Keeping track of sales is only the tip of the iceberg, however, as aging accounts receivable can turn into a liability for a small business, warn Hannon and Watts. Most small businesses run on a credit line that covers the gap between paying their bills and getting paid by customers, they explain, and the cash flow cycle with an increasing gap between bills paid and payments received is a warning sign that something is wrong. "And these days we're seeing pressure from banks on even very good companies," Watts says.
Credit lines may be capped or frozen, and a business will often need a more streamlined customer base. "Business owners need to ask themselves, 'Where do I make money, and where am I just doing what I've always done?'" Hannon advises.
Good customers are those who are reliable on payments, even if they're not doing well at the moment. Avoid what Hannon calls top line growth, where sales increase to combat a sagging economy with no regard to the increased cost of doing more business.
"I see competitors who run buses at a loss,”"Russell says. "They get a little star-struck and think that the big name will get them more attention. But at the end of the day, it's not about sex appeal—it's about returns on investments."
Streamlining customers is one thing, but streamlining an employee base is often something small business owners are hesitant to do.
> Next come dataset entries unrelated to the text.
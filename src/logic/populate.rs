use anyhow::Result;
use futures_util::future::BoxFuture;
use itertools::Itertools;
use serde_json::Value;
use std::collections::HashMap;

use crate::model::{Collection, Document, FilterExpr, Id};
use crate::store::traits::EntityStore;

/// Replace a reference field by (a projection of) the record it points to
#[derive(Debug, Clone, Copy)]
pub struct Populate {
    pub path: &'static str,
    pub from: Collection,
    /// Fields kept on the referenced record besides `_id`; `None` keeps everything
    pub select: Option<&'static [&'static str]>,
    /// Expansions applied to the referenced records before projection
    pub nested: &'static [Populate],
}

impl Populate {
    pub const fn new(path: &'static str, from: Collection) -> Self {
        Self {
            path,
            from,
            select: None,
            nested: &[],
        }
    }

    pub const fn select(mut self, fields: &'static [&'static str]) -> Self {
        self.select = Some(fields);
        self
    }

    pub const fn nested(mut self, nested: &'static [Populate]) -> Self {
        self.nested = nested;
        self
    }

    fn view(&self, document: Document) -> Value {
        match self.select {
            Some(fields) => {
                let mut kept: Vec<&str> = fields.to_vec();
                kept.extend(self.nested.iter().map(|nested| nested.path));
                document.project(&kept).into_value()
            }
            None => document.into_value(),
        }
    }
}

/// Paths a projection must keep so populated fields survive it
pub fn populated_paths(specs: &[Populate]) -> Vec<&'static str> {
    specs.iter().map(|spec| spec.path).collect()
}

fn referenced_ids(documents: &[Document], path: &str) -> Vec<Id> {
    documents
        .iter()
        .filter_map(|document| document.get(path))
        .flat_map(|value| match value {
            Value::String(id) => vec![id.clone()],
            Value::Array(items) => items
                .iter()
                .filter_map(|item| item.as_str().map(str::to_string))
                .collect(),
            _ => Vec::new(),
        })
        .unique()
        .collect()
}

/// Expand references on every document, one store read per populated path.
/// Returns BoxFuture because nested expansions recurse.
///
/// A single reference pointing nowhere becomes `null`; dangling ids inside an array
/// are dropped.
pub fn populate<'a, S: EntityStore>(
    store: &'a S,
    mut documents: Vec<Document>,
    specs: &'a [Populate],
) -> BoxFuture<'a, Result<Vec<Document>>> {
    Box::pin(async move {
        for spec in specs {
            let ids = referenced_ids(&documents, spec.path);
            if ids.is_empty() {
                continue;
            }

            let referenced = store.find_many(spec.from, &FilterExpr::id_in(&ids)).await?;
            // Nested expansion may replace `_id` itself, so remember the keys first
            let keys: Vec<Option<Id>> = referenced
                .iter()
                .map(|document| document.id().map(str::to_string))
                .collect();
            let referenced = populate(store, referenced, spec.nested).await?;

            let by_id: HashMap<Id, Value> = keys
                .into_iter()
                .zip(referenced)
                .filter_map(|(key, document)| key.map(|key| (key, spec.view(document))))
                .collect();

            for document in documents.iter_mut() {
                let expanded = match document.get(spec.path) {
                    Some(Value::String(id)) => by_id.get(id).cloned().unwrap_or(Value::Null),
                    Some(Value::Array(items)) => Value::Array(
                        items
                            .iter()
                            .filter_map(|item| item.as_str().and_then(|id| by_id.get(id)).cloned())
                            .collect(),
                    ),
                    _ => continue,
                };
                document.insert(spec.path, expanded);
            }
        }
        Ok(documents)
    })
}

#[cfg(test)]
mod tests {
    use super::*;
    use crate::store::InMemoryStore;
    use serde_json::json;

    const CANTON_NAME: &[Populate] =
        &[Populate::new("cantonId", Collection::Cantons).select(&["name"])];
    const CLASS_WITH_CANTON: &[Populate] = &[Populate::new("classId", Collection::Classes)
        .select(&["periode"])
        .nested(CANTON_NAME)];

    async fn put(store: &InMemoryStore, collection: Collection, value: Value) -> Document {
        store
            .insert(collection, serde_json::from_value(value).unwrap())
            .await
            .unwrap()
    }

    #[tokio::test]
    async fn expands_nested_references_with_selection() {
        let store = InMemoryStore::new();
        put(&store, Collection::Cantons, json!({"_id": "jura", "name": "Jura", "budget": 5})).await;
        let class = json!({"_id": "k1", "cantonId": "jura", "periode": "morning"});
        put(&store, Collection::Classes, class).await;
        let course = put(&store, Collection::Courses, json!({"_id": "c1", "classId": "k1"})).await;

        let populated = populate(&store, vec![course], CLASS_WITH_CANTON).await.unwrap();
        assert_eq!(
            populated[0].get("classId"),
            Some(&json!({
                "_id": "k1",
                "periode": "morning",
                "cantonId": {"_id": "jura", "name": "Jura"}
            }))
        );
    }

    #[tokio::test]
    async fn dangling_references_become_null() {
        let store = InMemoryStore::new();
        let course = json!({"_id": "c1", "classId": "gone"});
        let course = put(&store, Collection::Courses, course).await;

        let populated = populate(&store, vec![course], CLASS_WITH_CANTON).await.unwrap();
        assert_eq!(populated[0].get("classId"), Some(&Value::Null));
    }

    #[tokio::test]
    async fn arrays_of_references_are_expanded() {
        const ABSENCE: &[Populate] =
            &[Populate::new("absence", Collection::People).select(&["firstName"])];

        let store = InMemoryStore::new();
        let marie = json!({"_id": "p1", "firstName": "Marie", "role": "child"});
        put(&store, Collection::People, marie).await;
        let course = json!({"_id": "c1", "absence": ["p1", "gone"]});
        let course = put(&store, Collection::Courses, course).await;

        let populated = populate(&store, vec![course], ABSENCE).await.unwrap();
        assert_eq!(
            populated[0].get("absence"),
            Some(&json!([{"_id": "p1", "firstName": "Marie"}]))
        );
    }

    #[tokio::test]
    async fn the_id_itself_can_be_expanded() {
        const PERSON: &[Populate] =
            &[Populate::new("_id", Collection::People).select(&["firstName", "lastName"])];

        let store = InMemoryStore::new();
        let jean = json!({"_id": "p1", "firstName": "Jean", "lastName": "Marais", "email": "x"});
        put(&store, Collection::People, jean).await;
        let assistant = json!({"_id": "p1", "cantonId": "jura"});
        let assistant = put(&store, Collection::Assistants, assistant).await;

        let populated = populate(&store, vec![assistant], PERSON).await.unwrap();
        assert_eq!(
            populated[0].get("_id"),
            Some(&json!({"_id": "p1", "firstName": "Jean", "lastName": "Marais"}))
        );
        assert_eq!(populated[0].get("cantonId"), Some(&json!("jura")));
    }
}
use axum::{http::StatusCode, response::Json};
use serde::de::DeserializeOwned;
use serde::Serialize;
use serde_json::Value;
use std::sync::Arc;

use crate::api::error::{ApiError, ApiResult, OrApiError};
use crate::logic::{
    insert_with_role_check, missing_references, populate, populated_paths, Populate,
    ReferenceField, RoleCheck, VerifiedInsert,
};
use crate::model::{
    apply_updates, flatten_patch, touched_fields, Collection, DeleteResult, Document, Entity,
    FieldUpdate, FilterExpr, Id, Role, UpdateResult,
};
use crate::store::traits::{check_updates, EntityStore};

pub type AppState<S> = Arc<S>;

/// Simple health check endpoint
#[derive(Debug, Serialize)]
pub struct HealthResponse {
    pub status: String,
    pub timestamp: String,
}

pub async fn health_check() -> Json<HealthResponse> {
    Json(HealthResponse {
        status: "healthy".to_string(),
        timestamp: chrono::Utc::now().to_rfc3339(),
    })
}

pub async fn home() -> &'static str {
    "We are on home"
}

/// How a read presents its records: the fields kept and the references expanded
#[derive(Debug, Clone, Copy)]
pub struct View {
    pub fields: Option<&'static [&'static str]>,
    pub populate: &'static [Populate],
}

impl View {
    pub const FULL: View = View {
        fields: None,
        populate: &[],
    };

    pub const fn select(fields: &'static [&'static str]) -> Self {
        Self {
            fields: Some(fields),
            populate: &[],
        }
    }

    pub const fn populate(mut self, populate: &'static [Populate]) -> Self {
        self.populate = populate;
        self
    }

    fn project(&self, document: Document) -> Value {
        match self.fields {
            Some(fields) => {
                let mut kept = fields.to_vec();
                kept.extend(populated_paths(self.populate));
                document.project(&kept).into_value()
            }
            None => document.into_value(),
        }
    }
}

async fn render<S: EntityStore>(
    store: &S,
    documents: Vec<Document>,
    view: &View,
    not_found: &str,
) -> ApiResult<Vec<Value>> {
    let documents = populate(store, documents, view.populate)
        .await
        .or_not_found(not_found)?;
    Ok(documents
        .into_iter()
        .map(|document| view.project(document))
        .collect())
}

pub async fn list_documents<S: EntityStore>(
    store: &S,
    collection: Collection,
    filter: &FilterExpr,
    view: &View,
    not_found: &str,
) -> ApiResult<Json<Vec<Value>>> {
    let documents = store
        .find_many(collection, filter)
        .await
        .or_not_found(not_found)?;
    log::debug!("{} {} matched", documents.len(), collection);
    Ok(Json(render(store, documents, view, not_found).await?))
}

pub async fn get_document<S: EntityStore>(
    store: &S,
    collection: Collection,
    id: &str,
    view: &View,
    not_found: &str,
) -> ApiResult<Json<Value>> {
    let document = store
        .find_by_id(collection, id)
        .await
        .or_not_found(not_found)?
        .ok_or_else(|| ApiError::NotFound(not_found.to_string()))?;

    render(store, vec![document], view, not_found)
        .await?
        .pop()
        .map(Json)
        .ok_or_else(|| ApiError::NotFound(not_found.to_string()))
}

/// Deserialize a request body into its typed form, reporting what is wrong with it
pub fn parse_body<T: DeserializeOwned>(body: Value) -> ApiResult<T> {
    serde_json::from_value(body)
        .map_err(|err| ApiError::BadRequest(format!("Bad request: {}", err)))
}

async fn check_references<S: EntityStore>(
    store: &S,
    document: &Document,
    references: &[ReferenceField],
) -> ApiResult<()> {
    let missing = missing_references(store, document, references)
        .await
        .or_bad_request("Bad request")?;
    if missing.is_empty() {
        Ok(())
    } else {
        Err(missing.into())
    }
}

/// Insert a new record once all its references resolve
pub async fn create_document<S: EntityStore, T: Serialize>(
    store: &S,
    collection: Collection,
    new: &T,
    references: &[ReferenceField],
) -> ApiResult<(StatusCode, Json<Document>)> {
    let document = Document::from_entity(new).or_bad_request("Bad request")?;
    check_references(store, &document, references).await?;

    let stored = store
        .insert(collection, document)
        .await
        .or_bad_request("Bad request")?;
    log::info!(
        "Created {} '{}'",
        collection,
        stored.id().unwrap_or_default()
    );
    Ok((StatusCode::CREATED, Json(stored)))
}

/// Post-insert role requirement of a create
pub struct RoleRequirement<'a> {
    pub person_ids: Vec<Id>,
    pub role: Role,
    /// Reported when a person has another role
    pub conflict: &'a str,
}

/// Like [`create_document`], then confirm the people behind the record have the
/// required role. A record failing the check is deleted again.
pub async fn create_with_role_check<S: EntityStore, T: Serialize>(
    store: &S,
    collection: Collection,
    new: &T,
    references: &[ReferenceField],
    requirement: RoleRequirement<'_>,
) -> ApiResult<(StatusCode, Json<Document>)> {
    let document = Document::from_entity(new).or_bad_request("Bad request")?;
    check_references(store, &document, references).await?;

    let outcome = insert_with_role_check(
        store,
        collection,
        document,
        &requirement.person_ids,
        requirement.role,
    )
    .await
    .or_bad_request("Bad request")?;

    match outcome {
        VerifiedInsert::Stored(stored) => Ok((StatusCode::CREATED, Json(stored))),
        VerifiedInsert::RolledBack(RoleCheck::PersonMissing(_)) => {
            Err(ApiError::NotFound("Person not found".to_string()))
        }
        VerifiedInsert::RolledBack(_) => {
            Err(ApiError::RoleConflict(requirement.conflict.to_string()))
        }
    }
}

pub async fn delete_document<S: EntityStore>(
    store: &S,
    collection: Collection,
    id: &str,
    not_found: &str,
) -> ApiResult<Json<DeleteResult>> {
    let result = store
        .delete_one(collection, id)
        .await
        .or_not_found(not_found)?;
    if result.deleted_count == 0 {
        return Err(ApiError::NotFound(not_found.to_string()));
    }
    log::info!("Deleted {} '{}'", collection, id);
    Ok(Json(result))
}

/// Apply a PATCH body to an existing record.
///
/// The merged record must still be a valid `T`; values are stored in the form `T`
/// serializes them to, and fields `T` does not know are dropped. References touched by
/// the patch must resolve.
pub async fn patch_document<S: EntityStore, T: Entity>(
    store: &S,
    id: &str,
    body: Value,
    references: &[ReferenceField],
    not_found: &str,
) -> ApiResult<Json<UpdateResult>> {
    let Value::Object(patch) = body else {
        return Err(ApiError::BadRequest(
            "Bad request: expected a JSON object".to_string(),
        ));
    };
    let updates = flatten_patch(patch);
    check_updates(&updates).map_err(|err| ApiError::BadRequest(err.to_string()))?;

    let mut merged = store
        .find_by_id(T::COLLECTION, id)
        .await
        .or_not_found(not_found)?
        .ok_or_else(|| ApiError::NotFound(not_found.to_string()))?;
    apply_updates(&mut merged, &updates);

    let entity: T = merged
        .into_entity()
        .map_err(|err| ApiError::BadRequest(format!("Bad request: {:#}", err)))?;
    let normalized = Document::from_entity(&entity).or_bad_request("Bad request")?;

    let updates: Vec<FieldUpdate> = updates
        .into_iter()
        .filter_map(|update| {
            let value = normalized.get_path(&update.path)?.clone();
            Some(FieldUpdate { value, ..update })
        })
        .collect();

    let touched = touched_fields(&updates);
    let changed: Vec<ReferenceField> = references
        .iter()
        .filter(|reference| touched.contains(&reference.path))
        .copied()
        .collect();
    check_references(store, &normalized, &changed).await?;

    let result = store
        .update_one(T::COLLECTION, id, &updates)
        .await
        .or_not_found(not_found)?;
    if result.matched_count == 0 {
        return Err(ApiError::NotFound(not_found.to_string()));
    }
    log::info!(
        "Updated {} '{}' ({} fields)",
        T::COLLECTION,
        id,
        updates.len()
    );
    Ok(Json(result))
}
use axum::{routing::get, Router};
use std::sync::Arc;

use crate::api::{
    assistant_handlers, canton_handlers, child_handlers, class_handlers, course_handlers,
    handlers, person_handlers, teaching_handlers, theme_handlers,
};
use crate::store::traits::EntityStore;

pub fn create_router<S: EntityStore + 'static>() -> Router<Arc<S>> {
    Router::new()
        .route("/", get(handlers::home))
        .route("/health", get(handlers::health_check))
        // People
        .route(
            "/people",
            get(person_handlers::list_people::<S>).post(person_handlers::create_person::<S>),
        )
        .route(
            "/people/:id",
            get(person_handlers::get_person::<S>)
                .patch(person_handlers::update_person::<S>)
                .delete(person_handlers::delete_person::<S>),
        )
        // Cantons
        .route(
            "/cantons",
            get(canton_handlers::list_cantons::<S>).post(canton_handlers::create_canton::<S>),
        )
        .route(
            "/cantons/:id",
            get(canton_handlers::get_canton::<S>)
                .patch(canton_handlers::update_canton::<S>)
                .delete(canton_handlers::delete_canton::<S>),
        )
        // Classes
        .route(
            "/classes",
            get(class_handlers::list_classes::<S>).post(class_handlers::create_class::<S>),
        )
        .route(
            "/classes/:id",
            get(class_handlers::get_class::<S>)
                .patch(class_handlers::update_class::<S>)
                .delete(class_handlers::delete_class::<S>),
        )
        // Courses
        .route(
            "/courses",
            get(course_handlers::list_courses::<S>).post(course_handlers::create_course::<S>),
        )
        .route(
            "/courses/:id",
            get(course_handlers::get_course::<S>)
                .patch(course_handlers::update_course::<S>)
                .delete(course_handlers::delete_course::<S>),
        )
        // Themes
        .route(
            "/themes",
            get(theme_handlers::list_themes::<S>).post(theme_handlers::create_theme::<S>),
        )
        .route(
            "/themes/:id",
            get(theme_handlers::get_theme::<S>)
                .patch(theme_handlers::update_theme::<S>)
                .delete(theme_handlers::delete_theme::<S>),
        )
        // Assistants
        .route(
            "/assistants",
            get(assistant_handlers::list_assistants::<S>)
                .post(assistant_handlers::create_assistant::<S>),
        )
        .route(
            "/assistants/:id",
            get(assistant_handlers::get_assistant::<S>)
                .patch(assistant_handlers::update_assistant::<S>)
                .delete(assistant_handlers::delete_assistant::<S>),
        )
        // Children
        .route(
            "/children",
            get(child_handlers::list_children::<S>).post(child_handlers::create_child::<S>),
        )
        .route(
            "/children/:id",
            get(child_handlers::get_child::<S>)
                .patch(child_handlers::update_child::<S>)
                .delete(child_handlers::delete_child::<S>),
        )
        // Teachings
        .route(
            "/teachings",
            get(teaching_handlers::list_teachings::<S>)
                .post(teaching_handlers::create_teaching::<S>),
        )
        .route(
            "/teachings/:id",
            get(teaching_handlers::get_teaching::<S>)
                .patch(teaching_handlers::update_teaching::<S>)
                .delete(teaching_handlers::delete_teaching::<S>),
        )
}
"We see a lot of business owners who never made cuts in their business model as they went along," Watts says. "They are hesitant to streamline personnel because of the closer relationship a small business owner has with employees."
Keeping costs low and ensuring that employees are exactly who you need, even when times are good, is much better than being forced to let someone go in a bad market, Watts points out. Above all, keep a close eye on month-to-month expenses and returns. "With Quickbooks and other software, it's really so easy there's no excuse for not keeping monthly financial statements," Costello says.
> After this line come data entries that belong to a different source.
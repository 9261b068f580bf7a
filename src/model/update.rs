use serde::{Deserialize, Serialize};
use serde_json::{Map, Value};

use crate::model::Document;

/// Assignment of a value to a dotted field path
#[derive(Debug, Clone, PartialEq, Serialize, Deserialize)]
pub struct FieldUpdate {
    pub path: String,
    pub value: Value,
}

impl FieldUpdate {
    pub fn new(path: impl Into<String>, value: Value) -> Self {
        Self {
            path: path.into(),
            value,
        }
    }
}

/// Turn a PATCH body into field assignments.
///
/// Object values are merged one level deep: `{"address": {"city": "X"}}` becomes
/// `address.city = "X"` so sibling fields survive. Deeper nesting is assigned whole.
pub fn flatten_patch(patch: Map<String, Value>) -> Vec<FieldUpdate> {
    let mut updates = Vec::new();
    for (key, value) in patch {
        match value {
            Value::Object(nested) => {
                for (subkey, subvalue) in nested {
                    updates.push(FieldUpdate::new(format!("{}.{}", key, subkey), subvalue));
                }
            }
            value => updates.push(FieldUpdate::new(key, value)),
        }
    }
    updates
}

/// Apply assignments in order; returns whether anything changed
pub fn apply_updates(document: &mut Document, updates: &[FieldUpdate]) -> bool {
    let mut modified = false;
    for update in updates {
        if document.get_path(&update.path) != Some(&update.value) {
            document.set_path(&update.path, update.value.clone());
            modified = true;
        }
    }
    modified
}

/// Top-level fields touched by a set of assignments, in first-seen order
pub fn touched_fields(updates: &[FieldUpdate]) -> Vec<&str> {
    let mut fields: Vec<&str> = Vec::new();
    for update in updates {
        let root = update.path.split('.').next().unwrap_or_default();
        if !fields.contains(&root) {
            fields.push(root);
        }
    }
    fields
}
A company may even appear to be growing, but only inventory turnover and accounts receivable are increasing, a rapid growth that Costello warns can be deceptive. And the small business owner who can't plan for and account for growth or loss will have nobody to turn to for help.
Banks are stepping up a common practice for struggling businesses in which they reclassify them to special assets departments, which forces business owners to answer tough questions about their business model. "You go from talking to loan officers to talking to analysts, from making monthly financial statements to collecting key operating details like customers each month compared with the same month last year and so on," Hannon explains.
The special assets department may feel like a punishment, but the point of it is to put a small business under such scrutiny that the business owner will apply the same scrutiny in the long term.
"Special assets is a launching pad for either turning your business around or seeing it fail," Hannon says.
Ideally, a small business need never worry about classification as a special asset, and with small business development offices and chambers across the state, there is plenty of free advice as well as free software available for keeping track of finances before trouble starts.
"If a part breaks down on a bus, I know far in advance what it will cost me to get it repaired," Russell says, adding, "When you get down to the nuts and bolts of it, in all businesses you just have to plan and keep track of things."
After all, the business owner that keeps an eye on what's down the road is less likely to have his journey interrupted by accidents or delays.